* _Activity_
The response must match the data below exactly, line for line.

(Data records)
┌────────

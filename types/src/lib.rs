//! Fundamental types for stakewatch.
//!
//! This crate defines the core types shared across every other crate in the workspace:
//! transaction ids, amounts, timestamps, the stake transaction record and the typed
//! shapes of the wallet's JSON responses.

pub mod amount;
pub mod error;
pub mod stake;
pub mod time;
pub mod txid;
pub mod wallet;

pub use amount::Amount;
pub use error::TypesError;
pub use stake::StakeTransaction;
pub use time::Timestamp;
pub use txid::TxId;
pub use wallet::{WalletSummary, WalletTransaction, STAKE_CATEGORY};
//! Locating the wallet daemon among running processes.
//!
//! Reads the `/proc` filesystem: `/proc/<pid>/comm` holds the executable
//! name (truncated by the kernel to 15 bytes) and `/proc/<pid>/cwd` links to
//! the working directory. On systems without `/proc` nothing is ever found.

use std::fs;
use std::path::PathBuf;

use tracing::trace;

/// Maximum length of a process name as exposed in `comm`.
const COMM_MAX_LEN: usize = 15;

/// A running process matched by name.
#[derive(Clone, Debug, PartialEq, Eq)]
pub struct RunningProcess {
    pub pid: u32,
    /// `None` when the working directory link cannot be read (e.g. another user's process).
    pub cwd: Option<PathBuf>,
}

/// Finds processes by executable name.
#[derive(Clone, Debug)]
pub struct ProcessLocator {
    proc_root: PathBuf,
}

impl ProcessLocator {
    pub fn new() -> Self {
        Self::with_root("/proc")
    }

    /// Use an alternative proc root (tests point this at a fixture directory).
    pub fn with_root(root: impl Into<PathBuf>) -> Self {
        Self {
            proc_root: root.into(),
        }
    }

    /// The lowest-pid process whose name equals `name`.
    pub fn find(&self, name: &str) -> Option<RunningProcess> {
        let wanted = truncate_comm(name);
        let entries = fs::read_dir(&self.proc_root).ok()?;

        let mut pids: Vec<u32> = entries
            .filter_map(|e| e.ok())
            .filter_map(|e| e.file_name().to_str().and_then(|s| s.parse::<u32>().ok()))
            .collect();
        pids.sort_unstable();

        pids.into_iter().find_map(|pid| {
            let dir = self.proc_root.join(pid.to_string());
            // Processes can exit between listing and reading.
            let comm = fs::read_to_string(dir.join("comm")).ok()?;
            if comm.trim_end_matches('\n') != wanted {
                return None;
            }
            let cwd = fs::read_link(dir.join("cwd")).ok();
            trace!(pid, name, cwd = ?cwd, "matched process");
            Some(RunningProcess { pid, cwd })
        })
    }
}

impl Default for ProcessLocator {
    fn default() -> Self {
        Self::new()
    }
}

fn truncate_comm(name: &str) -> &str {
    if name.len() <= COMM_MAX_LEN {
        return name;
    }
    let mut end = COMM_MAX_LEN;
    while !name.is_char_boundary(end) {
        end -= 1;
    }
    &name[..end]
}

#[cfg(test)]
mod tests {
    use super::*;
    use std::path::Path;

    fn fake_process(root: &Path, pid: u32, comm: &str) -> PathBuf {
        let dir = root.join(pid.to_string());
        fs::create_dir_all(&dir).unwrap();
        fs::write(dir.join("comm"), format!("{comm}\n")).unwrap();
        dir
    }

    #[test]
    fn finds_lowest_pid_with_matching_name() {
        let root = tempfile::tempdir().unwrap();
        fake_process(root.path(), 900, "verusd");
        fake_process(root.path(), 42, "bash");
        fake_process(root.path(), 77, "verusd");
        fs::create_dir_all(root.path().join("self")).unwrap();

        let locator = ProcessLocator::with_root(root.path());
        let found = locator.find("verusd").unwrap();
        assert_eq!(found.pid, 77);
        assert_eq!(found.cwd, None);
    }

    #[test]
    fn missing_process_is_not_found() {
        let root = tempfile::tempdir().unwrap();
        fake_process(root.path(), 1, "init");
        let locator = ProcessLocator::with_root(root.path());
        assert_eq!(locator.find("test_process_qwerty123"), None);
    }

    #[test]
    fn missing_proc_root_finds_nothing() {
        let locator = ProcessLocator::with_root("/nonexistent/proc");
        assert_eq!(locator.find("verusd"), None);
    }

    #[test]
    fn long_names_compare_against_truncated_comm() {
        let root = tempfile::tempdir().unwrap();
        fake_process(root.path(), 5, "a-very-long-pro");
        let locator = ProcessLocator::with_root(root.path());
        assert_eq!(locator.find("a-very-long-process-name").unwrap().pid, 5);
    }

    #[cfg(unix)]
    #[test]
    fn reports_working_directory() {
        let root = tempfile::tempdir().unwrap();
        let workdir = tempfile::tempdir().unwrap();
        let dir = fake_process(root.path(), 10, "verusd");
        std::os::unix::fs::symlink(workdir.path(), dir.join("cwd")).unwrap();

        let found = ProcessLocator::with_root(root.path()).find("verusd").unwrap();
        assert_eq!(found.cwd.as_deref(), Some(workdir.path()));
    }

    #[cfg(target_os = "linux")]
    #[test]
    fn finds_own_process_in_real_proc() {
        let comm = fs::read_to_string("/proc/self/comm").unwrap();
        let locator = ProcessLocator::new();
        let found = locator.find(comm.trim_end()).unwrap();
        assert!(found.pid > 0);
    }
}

└────────

* _Reply to the task_
filename types/src/lib.rs
//! Fundamental types for stakewatch.
//!
//! This crate defines the core types shared across every other crate in the workspace:
//! transaction ids, amounts, timestamps, the stake transaction record and the typed
//! shapes of the wallet's JSON responses.

pub mod amount;
pub mod error;
pub mod stake;
pub mod time;
pub mod txid;
pub mod wallet;

pub use amount::Amount;
pub use error::TypesError;
pub use stake::StakeTransaction;
pub use time::Timestamp;
pub use txid::TxId;
pub use wallet::{WalletSummary, WalletTransaction, STAKE_CATEGORY};
//! Locating the wallet daemon among running processes.
//!
//! Reads the `/proc` filesystem: `/proc/<pid>/comm` holds the executable
//! name (truncated by the kernel to 15 bytes) and `/proc/<pid>/cwd` links to
//! the working directory. On systems without `/proc` nothing is ever found.

use std::fs;
use std::path::PathBuf;

use tracing::trace;

/// Maximum length of a process name as exposed in `comm`.
const COMM_MAX_LEN: usize = 15;

/// A running process matched by name.
#[derive(Clone, Debug, PartialEq, Eq)]
pub struct RunningProcess {
    pub pid: u32,
    /// `None` when the working directory link cannot be read (e.g. another user's process).
    pub cwd: Option<PathBuf>,
}

/// Finds processes by executable name.
#[derive(Clone, Debug)]
pub struct ProcessLocator {
    proc_root: PathBuf,
}

impl ProcessLocator {
    pub fn new() -> Self {
        Self::with_root("/proc")
    }

    /// Use an alternative proc root (tests point this at a fixture directory).
    pub fn with_root(root: impl Into<PathBuf>) -> Self {
        Self {
            proc_root: root.into(),
        }
    }

    /// The lowest-pid process whose name equals `name`.
    pub fn find(&self, name: &str) -> Option<RunningProcess> {
        let wanted = truncate_comm(name);
        let entries = fs::read_dir(&self.proc_root).ok()?;

        let mut pids: Vec<u32> = entries
            .filter_map(|e| e.ok())
            .filter_map(|e| e.file_name().to_str().and_then(|s| s.parse::<u32>().ok()))
            .collect();
        pids.sort_unstable();

        pids.into_iter().find_map(|pid| {
            let dir = self.proc_root.join(pid.to_string());
            // Processes can exit between listing and reading.
            let comm = fs::read_to_string(dir.join("comm")).ok()?;
            if comm.trim_end_matches('\n') != wanted {
                return None;
            }
            let cwd = fs::read_link(dir.join("cwd")).ok();
            trace!(pid, name, cwd = ?cwd, "matched process");
            Some(RunningProcess { pid, cwd })
        })
    }
}

impl Default for ProcessLocator {
    fn default() -> Self {
        Self::new()
    }
}

fn truncate_comm(name: &str) -> &str {
    if name.len() <= COMM_MAX_LEN {
        return name;
    }
    let mut end = COMM_MAX_LEN;
    while !name.is_char_boundary(end) {
        end -= 1;
    }
    &name[..end]
}

#[cfg(test)]
mod tests {
    use super::*;
    use std::path::Path;

    fn fake_process(root: &Path, pid: u32, comm: &str) -> PathBuf {
        let dir = root.join(pid.to_string());
        fs::create_dir_all(&dir).unwrap();
        fs::write(dir.join("comm"), format!("{comm}\n")).unwrap();
        dir
    }

    #[test]
    fn finds_lowest_pid_with_matching_name() {
        let root = tempfile::tempdir().unwrap();
        fake_process(root.path(), 900, "verusd");
        fake_process(root.path(), 42, "bash");
        fake_process(root.path(), 77, "verusd");
        fs::create_dir_all(root.path().join("self")).unwrap();

        let locator = ProcessLocator::with_root(root.path());
        let found = locator.find("verusd").unwrap();
        assert_eq!(found.pid, 77);
        assert_eq!(found.cwd, None);
    }

    #[test]
    fn missing_process_is_not_found() {
        let root = tempfile::tempdir().unwrap();
        fake_process(root.path(), 1, "init");
        let locator = ProcessLocator::with_root(root.path());
        assert_eq!(locator.find("test_process_qwerty123"), None);
    }

    #[test]
    fn missing_proc_root_finds_nothing() {
        let locator = ProcessLocator::with_root("/nonexistent/proc");
        assert_eq!(locator.find("verusd"), None);
    }

    #[test]
    fn long_names_compare_against_truncated_comm() {
        let root = tempfile::tempdir().unwrap();
        fake_process(root.path(), 5, "a-very-long-pro");
        let locator = ProcessLocator::with_root(root.path());
        assert_eq!(locator.find("a-very-long-process-name").unwrap().pid, 5);
    }

    #[cfg(unix)]
    #[test]
    fn reports_working_directory() {
        let root = tempfile::tempdir().unwrap();
        let workdir = tempfile::tempdir().unwrap();
        let dir = fake_process(root.path(), 10, "verusd");
        std::os::unix::fs::symlink(workdir.path(), dir.join("cwd")).unwrap();

        let found = ProcessLocator::with_root(root.path()).find("verusd").unwrap();
        assert_eq!(found.cwd.as_deref(), Some(workdir.path()));
    }

    #[cfg(target_os = "linux")]
    #[test]
    fn finds_own_process_in_real_proc() {
        let comm = fs::read_to_string("/proc/self/comm").unwrap();
        let locator = ProcessLocator::new();
        let found = locator.find(comm.trim_end()).unwrap();
        assert!(found.pid > 0);
    }
}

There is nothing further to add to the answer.